TRY IT - Return verbatim every line from the first line of the data below to the line that contains "#[derive(Debug, Parser)]", inclusive, and no further.

[Dataset entries]
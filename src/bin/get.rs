//! Lists the pods held by a freshly synced shared informer.

use std::{process::ExitCode, time::Duration};

use anyhow::Context;
use clap::Parser;
use kube_pod_watch::{connect, Config, InformerFactory, LabelSelector, QualifiedName};
use tokio_util::sync::CancellationToken;

/// List pods in all namespaces from a synced informer cache.
#[derive(Debug, Parser)]
#[command(version, about, long_about = None)]
struct Args {
    #[command(flatten)]
    config: Config,

    /// Label selector to filter on, e.g. `app=web,tier!=db`. Matches everything by default.
    #[arg(short = 'l', long, default_value = "")]
    selector: LabelSelector,
}

#[tokio::main]
async fn main() -> ExitCode {
    let args = Args::parse();
    args.config.init_logging();

    match run(args).await {
        Ok(()) => ExitCode::SUCCESS,
        Err(err) => {
            log::error!("{err:#}");
            ExitCode::FAILURE
        }
    }
}

async fn run(args: Args) -> anyhow::Result<()> {
    let client = connect(&args.config).await?;

    let factory = InformerFactory::new(client, Duration::ZERO);
    let pods = factory.pods();

    let stop = CancellationToken::new();
    factory.start(&stop);
    factory.wait_for_cache_sync(&stop).await;

    let listed = pods
        .lister()
        .list(&args.selector)
        .context("Error obtaining pod from shared informer")?;

    log::info!(length = listed.len(); "Length of obtained pods");
    for pod in &listed {
        log::info!(
            pod:% = QualifiedName::from_resource(pod.as_ref());
            "Obtained pod from shared informer"
        );
    }

    stop.cancel();
    Ok(())
}
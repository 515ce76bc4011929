//! Logs Pod lifecycle transitions.

use k8s_openapi::api::core::v1::Pod;

use crate::{runner::EventHandler, subscriber::Deletion, QualifiedName};

/// Logs every added, updated and deleted Pod with its node assignment and phase.
///
/// Stateless; updates that do not change the resource version are resync replays and are skipped.
#[derive(Debug, Clone, Copy, Default)]
pub struct PodLifecycleLogger;

fn node_name(pod: &Pod) -> &str {
    pod.spec
        .as_ref()
        .and_then(|spec| spec.node_name.as_deref())
        .unwrap_or_default()
}

fn phase(pod: &Pod) -> &str {
    pod.status
        .as_ref()
        .and_then(|status| status.phase.as_deref())
        .unwrap_or_default()
}

fn log_pod(message: &str, pod: &Pod) {
    log::info!(
        pod:% = QualifiedName::from_resource(pod),
        assignedNodeName:% = node_name(pod),
        phase:% = phase(pod);
        "{message}"
    );
}

impl EventHandler<Pod> for PodLifecycleLogger {
    fn on_added(&self, pod: &Pod) {
        log_pod("Pod added", pod);
    }

    fn on_updated(&self, old: &Pod, new: &Pod) {
        if old.metadata.resource_version == new.metadata.resource_version {
            return;
        }

        log_pod("Old pod", old);
        log_pod("New pod", new);
    }

    fn on_deleted(&self, deletion: &Deletion<Pod>) {
        match deletion.object() {
            Ok(pod) => log_pod("Pod deleted", pod),
            Err(err) => {
                log::error!(
                    pod:% = deletion.key(),
                    error:% = err;
                    "Cannot recover pod from deletion tombstone"
                );
            }
        }
    }
}
//! HTTP request semantic validator.
//!
//! Once the head section has been parsed, this module checks semantics
//! the parser cannot: HTTP version support and method/body-size
//! constraints. Syntactic body-framing conflicts (`Content-Length` vs.
//! `Transfer-Encoding: chunked`) are already rejected by
//! [`Parser`](crate::http::parser::Parser); this module only evaluates
//! what depends on server configuration.

use crate::config::config;
use crate::http::HttpMethod;
use crate::http::HttpVersion;
use crate::http::request::Request;
use crate::http::status::HttpStatus;

#[derive(thiserror::Error, Debug)]
pub enum ValidatorError {
    #[error("unsupported HTTP version")]
    HttpVersionNotSupported,
    #[error("payload exceeds configured limit")]
    PayloadTooLarge,
    #[error("body not allowed for this method")]
    BodyNotAllowed,
}

impl ValidatorError {
    pub fn into_http_status(&self) -> HttpStatus {
        match self {
            ValidatorError::HttpVersionNotSupported => HttpStatus::HttpVersionNotSupported,
            ValidatorError::PayloadTooLarge => HttpStatus::PayloadTooLarge,
            ValidatorError::BodyNotAllowed => HttpStatus::BadRequest,
        }
    }
}

pub struct Validator;

impl Validator {
    fn validate_http_version(version: HttpVersion) -> Result<(), ValidatorError> {
        if version <= config().http_version {
            Ok(())
        } else {
            Err(ValidatorError::HttpVersionNotSupported)
        }
    }

    fn validate_method(
        content_length: Option<u64>,
        transfer_encoding_chunked: bool,
        method: HttpMethod,
    ) -> Result<(), ValidatorError> {
        if method.forbids_body()
            && (transfer_encoding_chunked || matches!(content_length, Some(n) if n > 0))
        {
            return Err(ValidatorError::BodyNotAllowed);
        }
        Ok(())
    }

    pub fn validate_request(req: &Request) -> Result<(), ValidatorError> {
        Self::validate_http_version(req.version)?;

        let content_length: Option<u64> = req
            .headers
            .get("Content-Length")
            .and_then(|v| v.parse().ok());
        let transfer_encoding_chunked = req
            .headers
            .get("Transfer-Encoding")
            .map(|v| v.split(',').any(|tok| tok.trim().eq_ignore_ascii_case("chunked")))
            .unwrap_or(false);

        Self::validate_method(content_length, transfer_encoding_chunked, req.method)?;

        if let Some(n) = content_length {
            if n as usize > config().max_body_size {
                return Err(ValidatorError::PayloadTooLarge);
            }
        }

        Ok(())
    }
}
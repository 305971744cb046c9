//! Process-wide registry of live descriptor records (§3 Data model, §4.2).
//!
//! A "descriptor" here is a logical id, not a raw OS file descriptor —
//! `async-std` owns the raw fd and its readiness polling (§5: "actual
//! kernel-level readiness polling is delegated to async-std's own
//! reactor"). What the original source's `Store` protects — a single
//! logical mutator draining a cross-thread update queue instead of
//! mutating records from arbitrary call sites — is preserved: every
//! mutation is a [`StateUpdate`] enqueued onto a channel drained by one
//! background task, never applied inline by the caller.

use async_std::channel::{self, Receiver, Sender};
use async_std::task;
use std::collections::VecDeque;
use std::sync::atomic::{AtomicU64, AtomicUsize, Ordering};
use std::sync::{Arc, Mutex};

pub type DescriptorId = u64;

/// One of the five record kinds a descriptor can hold (§3 Data model).
pub enum StoreRecord {
    Listener,
    Connection,
    OwnedAux { owner: DescriptorId },
    SharedAux {
        read_waiters: VecDeque<DescriptorId>,
        write_waiters: VecDeque<DescriptorId>,
    },
    Timer,
}

/// Cross-thread mutation requests, applied only by the store's own drain
/// task (§4.2 StoreUpdate variants). `RestoreRead`/`RestoreWrite` are
/// emitted when a yielding task wants to be rewoken on read or write
/// readiness respectively; this crate's tasks suspend on socket I/O
/// through `async-std`'s awaited futures instead, so those two variants
/// are accepted for API completeness and currently no-ops on arrival.
pub enum StateUpdate {
    CreateListener(DescriptorId),
    CreateConnection(DescriptorId),
    CreateOwnedAux(DescriptorId, DescriptorId),
    CreateSharedAux(DescriptorId),
    CreateTimer(DescriptorId),
    Remove(DescriptorId),
    ExternallyClosed(DescriptorId),
    RestoreRead(DescriptorId),
    RestoreWrite(DescriptorId),
    /// A task waiting on a shared aux descriptor joins its FIFO queue.
    JoinSharedReadWaiters(DescriptorId, DescriptorId),
    JoinSharedWriteWaiters(DescriptorId, DescriptorId),
}

pub struct Store {
    next_id: AtomicU64,
    records: Mutex<std::collections::HashMap<DescriptorId, StoreRecord>>,
    open_connections: AtomicUsize,
    update_tx: Sender<StateUpdate>,
}

impl Store {
    /// Spawns the background drain task and returns a handle shared by
    /// every thread that needs to enqueue a mutation.
    pub fn new() -> Arc<Self> {
        let (tx, rx) = channel::unbounded();
        let store = Arc::new(Self {
            next_id: AtomicU64::new(1),
            records: Mutex::new(std::collections::HashMap::new()),
            open_connections: AtomicUsize::new(0),
            update_tx: tx,
        });
        let drain_store = store.clone();
        task::spawn(async move { drain_store.drain_loop(rx).await });
        store
    }

    pub fn allocate_id(&self) -> DescriptorId {
        self.next_id.fetch_add(1, Ordering::Relaxed)
    }

    pub fn open_connections(&self) -> usize {
        self.open_connections.load(Ordering::Relaxed)
    }

    /// Enqueues a mutation; never applied on the caller's own task, only
    /// by the drain loop (§4.2: "mutations are serialized through the
    /// reactor thread").
    pub fn enqueue(&self, update: StateUpdate) {
        if self.update_tx.try_send(update).is_err() {
            log::error!("store update queue closed; dropping update");
        }
    }

    async fn drain_loop(self: Arc<Self>, rx: Receiver<StateUpdate>) {
        while let Ok(update) = rx.recv().await {
            self.apply(update);
        }
    }

    fn apply(&self, update: StateUpdate) {
        let mut records = self.records.lock().expect("store mutex poisoned");
        match update {
            StateUpdate::CreateListener(id) => {
                records.insert(id, StoreRecord::Listener);
            }
            StateUpdate::CreateConnection(id) => {
                records.insert(id, StoreRecord::Connection);
                drop(records);
                self.open_connections.fetch_add(1, Ordering::Relaxed);
            }
            StateUpdate::CreateOwnedAux(id, owner) => {
                records.insert(id, StoreRecord::OwnedAux { owner });
            }
            StateUpdate::CreateSharedAux(id) => {
                records.entry(id).or_insert_with(|| StoreRecord::SharedAux {
                    read_waiters: VecDeque::new(),
                    write_waiters: VecDeque::new(),
                });
            }
            StateUpdate::CreateTimer(id) => {
                records.insert(id, StoreRecord::Timer);
            }
            StateUpdate::JoinSharedReadWaiters(id, waiter) => {
                if let Some(StoreRecord::SharedAux { read_waiters, .. }) = records.get_mut(&id) {
                    read_waiters.push_back(waiter);
                }
            }
            StateUpdate::JoinSharedWriteWaiters(id, waiter) => {
                if let Some(StoreRecord::SharedAux { write_waiters, .. }) = records.get_mut(&id) {
                    write_waiters.push_back(waiter);
                }
            }
            StateUpdate::Remove(id) | StateUpdate::ExternallyClosed(id) => {
                let removed = records.remove(&id);
                if matches!(removed, Some(StoreRecord::Connection)) {
                    drop(records);
                    self.open_connections.fetch_sub(1, Ordering::Relaxed);
                }
            }
            StateUpdate::RestoreRead(_) | StateUpdate::RestoreWrite(_) => {
                // Re-arm is implicit: the task's next `.await` on the
                // socket already suspends it on the underlying reactor.
            }
        }
    }

    #[cfg(test)]
    pub fn record_count(&self) -> usize {
        self.records.lock().unwrap().len()
    }
}

#[cfg(test)]
mod tests {
    use super::*;
    use std::time::Duration;

    #[async_std::test]
    async fn connection_create_and_remove_tracks_open_count() {
        let store = Store::new();
        let id = store.allocate_id();
        store.enqueue(StateUpdate::CreateConnection(id));
        task::sleep(Duration::from_millis(20)).await;
        assert_eq!(store.open_connections(), 1);
        assert_eq!(store.record_count(), 1);

        store.enqueue(StateUpdate::Remove(id));
        task::sleep(Duration::from_millis(20)).await;
        assert_eq!(store.open_connections(), 0);
        assert_eq!(store.record_count(), 0);
    }

    #[async_std::test]
    async fn shared_aux_waiters_join_fifo_order() {
        let store = Store::new();
        let aux = store.allocate_id();
        store.enqueue(StateUpdate::CreateSharedAux(aux));
        store.enqueue(StateUpdate::JoinSharedReadWaiters(aux, 10));
        store.enqueue(StateUpdate::JoinSharedReadWaiters(aux, 11));
        task::sleep(Duration::from_millis(20)).await;

        let records = store.records.lock().unwrap();
        match records.get(&aux) {
            Some(StoreRecord::SharedAux { read_waiters, .. }) => {
                assert_eq!(read_waiters.iter().copied().collect::<Vec<_>>(), vec![10, 11]);
            }
            _ => panic!("expected SharedAux record"),
        }
    }

    #[async_std::test]
    async fn unrelated_remove_does_not_affect_open_connections() {
        let store = Store::new();
        let listener_id = store.allocate_id();
        store.enqueue(StateUpdate::CreateListener(listener_id));
        task::sleep(Duration::from_millis(20)).await;
        store.enqueue(StateUpdate::Remove(listener_id));
        task::sleep(Duration::from_millis(20)).await;
        assert_eq!(store.open_connections(), 0);
    }
}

EXERCISE SOLUTION -
filename src/bin/get.rs
//! Lists the pods held by a freshly synced shared informer.

use std::{process::ExitCode, time::Duration};

use anyhow::Context;
use clap::Parser;
use kube_pod_watch::{connect, Config, InformerFactory, LabelSelector, QualifiedName};
use tokio_util::sync::CancellationToken;

/// List pods in all namespaces from a synced informer cache.
#[derive(Debug, Parser)]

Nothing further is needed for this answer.